US Secretary of State John Kerry on Monday vowed the United States wanted to be "good neighbors" to Cuba, but cautioned the road to full relations remained "long and complex."
Speaking Spanish alongside his Cuban counterpart Bruno Rodriguez only hours after diplomatic ties were restored following a five-decade hiatus, Kerry said Washington "welcomes this new beginning in its relationship with the people and government of Cuba."
Switching back to English, the secretary added "this milestone does not signify an end to the many differences that still separate our governments.
"But it does reflect the reality that the Cold War ended long ago, that the interests of both countries are better served by engagement than by estrangement," he insisted at a packed press conference at the State Department.

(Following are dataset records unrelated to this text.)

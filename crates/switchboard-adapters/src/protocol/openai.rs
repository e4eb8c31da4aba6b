//! OpenAI chat-completions wire format
//!
//! Shared by every compatible vendor (deepseek, glm, qwen, kimi,
//! openrouter, grok, and self-hosted OpenAI-style servers).

use indexmap::IndexMap;
use serde::{Deserialize, Serialize};
use serde_json::Value;

// -- Request types --

/// Chat completion request
#[derive(Debug, Clone, Serialize)]
pub struct OpenAiRequest {
    /// Upstream model identifier
    pub model: String,
    /// Conversation messages
    pub messages: Vec<OpenAiMessage>,
    /// Whether to stream the response
    #[serde(skip_serializing_if = "Option::is_none")]
    pub stream: Option<bool>,
    /// Generation parameters, known and pass-through alike
    #[serde(flatten)]
    pub parameters: IndexMap<String, Value>,
}

/// Message within a request
#[derive(Debug, Clone, Serialize)]
pub struct OpenAiMessage {
    /// Message role
    pub role: String,
    /// Content, a string or typed parts
    pub content: OpenAiContent,
}

/// Content is a string or an array of typed parts
#[derive(Debug, Clone, Serialize)]
#[serde(untagged)]
pub enum OpenAiContent {
    /// Plain text content
    Text(String),
    /// Array of content parts
    Parts(Vec<OpenAiContentPart>),
}

/// Individual content part
#[derive(Debug, Clone, Serialize)]
#[serde(tag = "type", rename_all = "snake_case")]
pub enum OpenAiContentPart {
    /// Text block
    Text {
        /// The text string
        text: String,
    },
    /// Image via URL or data URI
    ImageUrl {
        /// Image URL specification
        image_url: OpenAiImageUrl,
    },
    /// Inline audio payload
    InputAudio {
        /// Audio payload specification
        input_audio: OpenAiInputAudio,
    },
}

/// Image URL specification
#[derive(Debug, Clone, Serialize)]
pub struct OpenAiImageUrl {
    /// URL or base64 data URI
    pub url: String,
}

/// Inline audio specification
#[derive(Debug, Clone, Serialize)]
pub struct OpenAiInputAudio {
    /// Base64-encoded audio
    pub data: String,
    /// Audio container format (e.g. "wav", "mp3")
    pub format: String,
}

// -- Response types --

/// Chat completion response, tolerant of vendor variation
#[derive(Debug, Clone, Deserialize)]
pub struct OpenAiResponse {
    /// Generated choices
    #[serde(default)]
    pub choices: Vec<OpenAiChoice>,
    /// Token usage
    #[serde(default)]
    pub usage: Option<OpenAiUsage>,
}

/// Choice within a response
#[derive(Debug, Clone, Deserialize)]
pub struct OpenAiChoice {
    /// Generated message (chat-shaped replies)
    #[serde(default)]
    pub message: Option<OpenAiChoiceMessage>,
    /// Bare text (legacy completion-shaped replies)
    #[serde(default)]
    pub text: Option<String>,
    /// Why generation stopped
    #[serde(default)]
    pub finish_reason: Option<String>,
}

/// Message within a response choice
#[derive(Debug, Clone, Deserialize)]
pub struct OpenAiChoiceMessage {
    /// Text content; some vendors return an array of text fragments
    #[serde(default)]
    pub content: Option<Value>,
}

/// Token usage block
#[derive(Debug, Clone, Copy, Deserialize)]
pub struct OpenAiUsage {
    #[serde(default)]
    pub prompt_tokens: Option<u64>,
    #[serde(default)]
    pub completion_tokens: Option<u64>,
    #[serde(default)]
    pub total_tokens: Option<u64>,
}

// -- Streaming types --

/// Streaming chunk
#[derive(Debug, Clone, Deserialize)]
pub struct OpenAiStreamChunk {
    /// Delta choices
    #[serde(default)]
    pub choices: Vec<OpenAiStreamChoice>,
    /// Usage, present on the final chunk for some vendors
    #[serde(default)]
    pub usage: Option<OpenAiUsage>,
}

/// Choice within a streaming chunk
#[derive(Debug, Clone, Deserialize)]
pub struct OpenAiStreamChoice {
    /// Incremental delta
    #[serde(default)]
    pub delta: OpenAiStreamDelta,
    /// Present on the final content chunk
    #[serde(default)]
    pub finish_reason: Option<String>,
}

/// Delta content within a streaming choice
#[derive(Debug, Clone, Default, Deserialize)]
pub struct OpenAiStreamDelta {
    /// Incremental text; tolerant of fragment arrays
    #[serde(default)]
    pub content: Option<Value>,
}

/// Extract the assistant text from a tolerant content value
///
/// Vendors return either a string or a list of string fragments.
pub fn content_text(value: &Value) -> Option<String> {
    match value {
        Value::String(text) => Some(text.clone()),
        Value::Array(parts) => Some(
            parts
                .iter()
                .filter_map(|part| part.as_str().map(str::to_owned))
                .collect::<Vec<_>>()
                .join(""),
        ),
        _ => None,
    }
}

/// Assistant text of the first choice, chat or completion shaped
pub fn extract_output_text(response: &OpenAiResponse) -> String {
    let Some(choice) = response.choices.first() else {
        return String::new();
    };
    choice
        .message
        .as_ref()
        .and_then(|m| m.content.as_ref())
        .and_then(content_text)
        .or_else(|| choice.text.clone())
        .unwrap_or_default()
}

#[cfg(test)]
mod tests {
    use super::*;
    use serde_json::json;

    #[test]
    fn chat_shaped_reply_text() {
        let response: OpenAiResponse = serde_json::from_value(json!({
            "choices": [{"message": {"role": "assistant", "content": "hello"}, "finish_reason": "stop"}],
            "usage": {"prompt_tokens": 2, "completion_tokens": 1, "total_tokens": 3}
        }))
        .unwrap();
        assert_eq!(extract_output_text(&response), "hello");
    }

    #[test]
    fn completion_shaped_reply_text() {
        let response: OpenAiResponse = serde_json::from_value(json!({
            "choices": [{"text": "legacy"}]
        }))
        .unwrap();
        assert_eq!(extract_output_text(&response), "legacy");
    }

    #[test]
    fn fragment_array_content_joins() {
        let response: OpenAiResponse = serde_json::from_value(json!({
            "choices": [{"message": {"content": ["a", "b"]}}]
        }))
        .unwrap();
        assert_eq!(extract_output_text(&response), "ab");
    }

    #[test]
    fn request_flattens_parameters() {
        let mut parameters = IndexMap::new();
        parameters.insert("temperature".to_owned(), json!(0.0));
        parameters.insert("custom_knob".to_owned(), json!("x"));
        let request = OpenAiRequest {
            model: "m".to_owned(),
            messages: vec![OpenAiMessage {
                role: "user".to_owned(),
                content: OpenAiContent::Text("ping".to_owned()),
            }],
            stream: None,
            parameters,
        };
        let wire = serde_json::to_value(&request).unwrap();
        assert_eq!(wire["temperature"], json!(0.0));
        assert_eq!(wire["custom_knob"], json!("x"));
        assert!(wire.get("stream").is_none());
    }
}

Those differences were immediately laid bare when Rodriguez swiftly demanded an end to the US economic blockade of the communist-run Caribbean island and the return of territory used as a US military base and jail in southern Guantanamo Bay.
"Totally lifting the blockade, the return of the illegally occupied territory of Guantanamo, as well as the full respect for Cuban sovereignty and the compensation to our people for human and economic damages, are crucial to be able to move towards the normalization of relations," Rodriguez said.
Kerry said President Barack Obama's administration wants to lift the economic embargo imposed on the communist-run Caribbean island in 1962, and he hoped it would be "soon."
The American diplomat, who met earlier with Rodriguez, stressed that "at this time, there is no intention to alter the existing lease treaty" on Guantanamo Bay, also home to a US military prison.
"But we understand that Cuba has strong feelings about it," Kerry said, as he confirmed he would visit Havana on August 14.
He will be the first US secretary of state to visit Cuba since 1945. And on a day of history, Rodriguez was the first Cuban foreign minister to be welcomed to the State Department since 1958.
"Make no mistake, the process of fully normalizing relations between the United States and Cuba will be long and complex," Kerry cautioned, adding the US would not be "overflowing with expressions of optimism."
"Along the way, there are sure to be bumps in the road and moments of frustration. Patience will be required."
The Cuban flag was proudly flying over Havana's newly restored embassy in Washington on Monday for the first time in 54 years after the two bitter adversaries agreed in December to normalize ties.
The Cuban banner first took its place in the columned marble entrance hall to the State Department, hoisted before dawn between the flags of Croatia and Cyprus.
It was then raised at the Cuban embassy in Washington, which until Monday had been operating as an interests section.
It will not be raised at the newly-restored US embassy in Havana, however, until Kerry's visit next month.